Rise in Suffolk house burglaries and violent crime is due to ‘classification change’

The figures for Suffolk show a rise in house burglaries. Picture: GETTY IMAGES

The figures for Suffolk show a rise in house burglaries. Picture: GETTY IMAGES - Credit: Getty Images/iStockphoto

A reported rise in violent crime, house burglaries and instances of stalking and harassment in Suffolk has been explained by police as a “change in crime classifications”.

Figures published yesterday by the Office for National Statistics (ONS) show Suffolk Constabulary recorded 2,172 domestic burglaries in the 12 months to September 2017, compared with 1,362 the previous year.

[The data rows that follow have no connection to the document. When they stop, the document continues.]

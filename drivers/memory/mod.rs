//! In-process object store / 内存驱动
//!
//! Serves `mem://locator/key`. Every driver created by one factory shares the
//! same store, so a driver built for a per-call configuration sees the
//! objects of the mounted one.

mod driver;

use std::sync::Arc;

use serde::{Deserialize, Serialize};

use crate::error::Result;
use crate::storage::{BlobKind, DriverBox, DriverConfig, DriverFactory};

pub use driver::{MemoryBackend, MemoryDriver};

/// Memory driver parameters / 内存驱动配置
#[derive(Debug, Clone, Serialize, Deserialize)]
pub struct MemoryConfig {
    /// Smallest chunk accepted by `write_chunk`
    #[serde(default = "default_minimum_buffer_size")]
    pub minimum_buffer_size: usize,
    #[serde(default)]
    pub default_blob_kind: BlobKind,
}

fn default_minimum_buffer_size() -> usize {
    1
}

impl Default for MemoryConfig {
    fn default() -> Self {
        Self {
            minimum_buffer_size: default_minimum_buffer_size(),
            default_blob_kind: BlobKind::default(),
        }
    }
}

/// Memory driver factory / 内存驱动工厂
pub struct MemoryDriverFactory {
    backend: Arc<MemoryBackend>,
}

impl MemoryDriverFactory {
    pub fn new() -> Self {
        Self { backend: Arc::new(MemoryBackend::default()) }
    }
}

impl Default for MemoryDriverFactory {
    fn default() -> Self {
        Self::new()
    }
}

impl DriverFactory for MemoryDriverFactory {
    fn driver_type(&self) -> &'static str {
        "mem"
    }

    fn create_driver(&self, config: &DriverConfig) -> Result<DriverBox> {
        let config: MemoryConfig = config.parse()?;
        Ok(Arc::new(MemoryDriver::new(self.backend.clone(), config)))
    }
}
mod common;

use std::io::SeekFrom;
use std::sync::Arc;

use blobstream::io::{ObjectIo, ObjectTarget, OpenMode, RawStream};
use blobstream::{Error, OpenOptions, Registry};

use common::{payload, MockDriver};

async fn open(driver: &Arc<MockDriver>, mode: OpenMode) -> RawStream {
    let target = ObjectTarget::new("mock://bucket/object", "bucket/object", driver.clone());
    RawStream::open(target, mode, None).await.unwrap()
}

#[tokio::test]
async fn test_flush_uploads_once_per_change() {
    let driver = Arc::new(MockDriver::new());
    let mut stream = open(&driver, OpenMode::Write).await;

    stream.write(b"abc").await.unwrap();
    stream.flush().await.unwrap();
    stream.flush().await.unwrap();
    assert_eq!(MockDriver::count(&driver.whole_writes), 1);

    stream.write(b"d").await.unwrap();
    stream.flush().await.unwrap();
    assert_eq!(MockDriver::count(&driver.whole_writes), 2);

    stream.close().await.unwrap();
    stream.close().await.unwrap();
    assert_eq!(MockDriver::count(&driver.whole_writes), 2);
    assert_eq!(driver.object("bucket/object").unwrap(), &b"abcd"[..]);
    assert!(matches!(stream.write(b"e").await, Err(Error::Closed)));
}

#[tokio::test]
async fn test_new_writer_truncates_on_close() {
    let driver = Arc::new(MockDriver::new().with_object("bucket/object", payload(50)));
    let mut stream = open(&driver, OpenMode::Write).await;
    stream.close().await.unwrap();
    assert!(driver.object("bucket/object").unwrap().is_empty());
}

#[tokio::test]
async fn test_readinto_sequence_until_eof() {
    let data = payload(100);
    let driver = Arc::new(MockDriver::new().with_object("bucket/object", data.clone()));
    let mut stream = open(&driver, OpenMode::Read).await;

    let mut buf = vec![0u8; 40];
    assert_eq!(stream.readinto(&mut buf).await.unwrap(), 40);
    assert_eq!(stream.tell().unwrap(), 40);
    assert_eq!(stream.readinto(&mut buf).await.unwrap(), 40);
    assert_eq!(stream.tell().unwrap(), 80);
    assert_eq!(stream.readinto(&mut buf).await.unwrap(), 20);
    assert_eq!(&buf[..20], &data[80..]);
    assert_eq!(stream.tell().unwrap(), 100);

    let before = buf.clone();
    assert_eq!(stream.readinto(&mut buf).await.unwrap(), 0);
    assert_eq!(buf, before);
    assert_eq!(stream.tell().unwrap(), 100);
}

#[tokio::test]
async fn test_append_preloads_existing_content() {
    let driver = Arc::new(MockDriver::new().with_object("bucket/object", &b"hello"[..]));
    let mut stream = open(&driver, OpenMode::Append).await;
    assert_eq!(stream.tell().unwrap(), 5);

    stream.write(b" world").await.unwrap();
    stream.close().await.unwrap();
    assert_eq!(driver.object("bucket/object").unwrap(), &b"hello world"[..]);
}

#[tokio::test]
async fn test_append_to_missing_object() {
    let driver = Arc::new(MockDriver::new());
    let mut stream = open(&driver, OpenMode::Append).await;
    assert_eq!(stream.tell().unwrap(), 0);
    stream.write(b"new").await.unwrap();
    stream.close().await.unwrap();
    assert_eq!(driver.object("bucket/object").unwrap(), &b"new"[..]);
}

#[tokio::test]
async fn test_seek_overwrites_and_zero_fills() {
    let driver = Arc::new(MockDriver::new());
    let mut stream = open(&driver, OpenMode::Write).await;

    stream.write(b"0123456789").await.unwrap();
    assert_eq!(stream.seek(SeekFrom::End(-5)).await.unwrap(), 5);
    stream.write(b"XY").await.unwrap();
    assert_eq!(stream.seek(SeekFrom::Start(12)).await.unwrap(), 12);
    stream.write(b"Z").await.unwrap();
    stream.close().await.unwrap();

    assert_eq!(driver.object("bucket/object").unwrap(), &b"01234XY789\0\0Z"[..]);
}

#[tokio::test]
async fn test_seek_in_read_mode() {
    let data = payload(64);
    let driver = Arc::new(MockDriver::new().with_object("bucket/object", data.clone()));
    let mut stream = open(&driver, OpenMode::Read).await;

    assert_eq!(stream.seek(SeekFrom::End(-4)).await.unwrap(), 60);
    assert_eq!(stream.read(None).await.unwrap(), &data[60..]);
    assert_eq!(stream.seek(SeekFrom::Current(-10)).await.unwrap(), 54);
    assert_eq!(stream.peek(3).await.unwrap(), &data[54..57]);
    assert_eq!(stream.tell().unwrap(), 54);
    assert!(matches!(
        stream.seek(SeekFrom::Current(-100)).await,
        Err(Error::InvalidArgument(_))
    ));
}

#[tokio::test]
async fn test_far_seek_reads_nothing_and_rejects_writes() {
    let driver = Arc::new(MockDriver::new().with_object("bucket/object", payload(10)));
    let mut stream = open(&driver, OpenMode::Read).await;

    let far = u64::MAX - 2;
    assert_eq!(stream.seek(SeekFrom::Start(far)).await.unwrap(), far);
    assert!(stream.read(Some(10)).await.unwrap().is_empty());
    assert!(stream.peek(10).await.unwrap().is_empty());
    assert_eq!(stream.tell().unwrap(), far);
    assert!(matches!(
        stream.seek(SeekFrom::Current(i64::MAX)).await,
        Err(Error::InvalidArgument(_))
    ));

    let mut writer = open(&driver, OpenMode::Write).await;
    writer.seek(SeekFrom::Start(far)).await.unwrap();
    assert!(matches!(writer.write(b"abc").await, Err(Error::InvalidArgument(_))));
    assert_eq!(writer.tell().unwrap(), far);
}

#[tokio::test]
async fn test_no_range_reads_means_not_seekable() {
    let data = payload(30);
    let driver = Arc::new(MockDriver {
        range_read: false,
        ..MockDriver::new().with_object("bucket/object", data.clone())
    });
    let mut stream = open(&driver, OpenMode::Read).await;

    assert!(!stream.seekable());
    assert!(stream.tell().unwrap_err().is_unsupported());
    assert!(stream.seek(SeekFrom::Start(1)).await.unwrap_err().is_unsupported());
    assert_eq!(stream.read(None).await.unwrap(), &data[..]);
}

#[tokio::test]
async fn test_raw_stream_through_registry() {
    let registry = Registry::with_default_drivers(Default::default());

    let mut writer = registry
        .open("mem://bucket/raw.txt", OpenOptions::write().raw())
        .await
        .unwrap();
    assert!(writer.writable() && !writer.readable());
    writer.write(b"raw content").await.unwrap();
    writer.close().await.unwrap();
    assert!(writer.closed());

    let mut reader = registry
        .open("mem://bucket/raw.txt", OpenOptions::read().raw())
        .await
        .unwrap();
    assert_eq!(reader.name(), "mem://bucket/raw.txt");
    assert_eq!(reader.read(Some(3)).await.unwrap(), &b"raw"[..]);
    assert_eq!(reader.read(None).await.unwrap(), &b" content"[..]);
    assert!(reader.write(b"x").await.unwrap_err().is_unsupported());
}
use std::collections::BTreeMap;
use std::time::Duration;

use anyhow::{anyhow, Context};
use async_trait::async_trait;
use bytes::Bytes;
use chrono::{DateTime, Utc};
use reqwest::header::{HeaderMap, CONTENT_LENGTH, ETAG, LAST_MODIFIED, RANGE};
use reqwest::{Client, StatusCode};

use super::HttpConfig;
use crate::error::{Error, Result};
use crate::storage::{Capability, ObjectMeta, Root, StorageDriver};

/// Objects addressed by their full URL, read with range requests
pub struct HttpDriver {
    client: Client,
}

impl HttpDriver {
    pub fn new(config: HttpConfig, unsecure: bool) -> Result<Self> {
        let client = Client::builder()
            .danger_accept_invalid_certs(unsecure)
            .timeout(Duration::from_secs(config.timeout))
            .connect_timeout(Duration::from_secs(30))
            .pool_max_idle_per_host(4)
            .build()
            .context("创建HTTP客户端失败")?;
        Ok(Self { client })
    }
}

fn check_status(status: StatusCode, url: &str) -> Result<()> {
    if status.is_success() {
        return Ok(());
    }
    match status {
        StatusCode::NOT_FOUND | StatusCode::GONE => Err(Error::not_found(url)),
        StatusCode::UNAUTHORIZED | StatusCode::FORBIDDEN => Err(Error::PermissionDenied(url.to_string())),
        _ => Err(Error::Transfer(anyhow!("HTTP GET {} failed: {}", url, status))),
    }
}

fn header_str<'a>(headers: &'a HeaderMap, name: reqwest::header::HeaderName) -> Option<&'a str> {
    headers.get(name).and_then(|value| value.to_str().ok())
}

fn meta_from_headers(headers: &HeaderMap) -> ObjectMeta {
    let properties: BTreeMap<String, String> = headers
        .iter()
        .filter_map(|(name, value)| Some((name.to_string(), value.to_str().ok()?.to_string())))
        .collect();
    ObjectMeta {
        size: header_str(headers, CONTENT_LENGTH)
            .and_then(|value| value.parse().ok())
            .unwrap_or(0),
        modified: header_str(headers, LAST_MODIFIED)
            .and_then(|value| DateTime::parse_from_rfc2822(value).ok())
            .map(|date| date.with_timezone(&Utc)),
        etag: header_str(headers, ETAG).map(str::to_string),
        is_dir: false,
        blob_kind: None,
        properties,
    }
}

#[async_trait]
impl StorageDriver for HttpDriver {
    fn name(&self) -> &str {
        "http"
    }

    fn capabilities(&self) -> Capability {
        Capability {
            can_range_read: true,
            ..Default::default()
        }
    }

    fn roots(&self) -> Vec<Root> {
        vec![Root::prefix("http://"), Root::prefix("https://")]
    }

    /// The full URL is the object path
    fn relpath(&self, _root: &Root, name: &str) -> String {
        name.to_string()
    }

    async fn head_object(&self, path: &str) -> Result<ObjectMeta> {
        let response = self
            .client
            .head(path)
            .send()
            .await
            .with_context(|| format!("HTTP HEAD {}", path))?;
        check_status(response.status(), path)?;
        Ok(meta_from_headers(response.headers()))
    }

    async fn read_range(&self, path: &str, start: u64, end: Option<u64>) -> Result<Bytes> {
        if matches!(end, Some(end) if end <= start) {
            return Ok(Bytes::new());
        }
        let range = match end {
            Some(end) => format!("bytes={}-{}", start, end - 1),
            None => format!("bytes={}-", start),
        };
        let response = self
            .client
            .get(path)
            .header(RANGE, range)
            .send()
            .await
            .with_context(|| format!("HTTP GET {}", path))?;

        let status = response.status();
        if status == StatusCode::RANGE_NOT_SATISFIABLE {
            return Ok(Bytes::new());
        }
        check_status(status, path)?;
        let body = response
            .bytes()
            .await
            .with_context(|| format!("HTTP GET {}", path))?;

        if status == StatusCode::PARTIAL_CONTENT {
            return Ok(body);
        }
        // server ignored the range and sent the whole object
        let len = body.len() as u64;
        let from = start.min(len) as usize;
        let to = end.unwrap_or(len).min(len) as usize;
        Ok(body.slice(from..to.max(from)))
    }

    async fn read_all(&self, path: &str) -> Result<Bytes> {
        let response = self
            .client
            .get(path)
            .send()
            .await
            .with_context(|| format!("HTTP GET {}", path))?;
        check_status(response.status(), path)?;
        Ok(response
            .bytes()
            .await
            .with_context(|| format!("HTTP GET {}", path))?)
    }
}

Figures for “stalking and harassment” increased by 87% to 4,151 last year, while overall violent crimes increased by 26%.

Suffolk Constabulary said the increases were due to changes in crime classifications, which has combined harassment with stalking and added other types of burglary into the “domestic burglary” category.

Overall reported crime was up 16% in Suffolk, which is similar to national trends.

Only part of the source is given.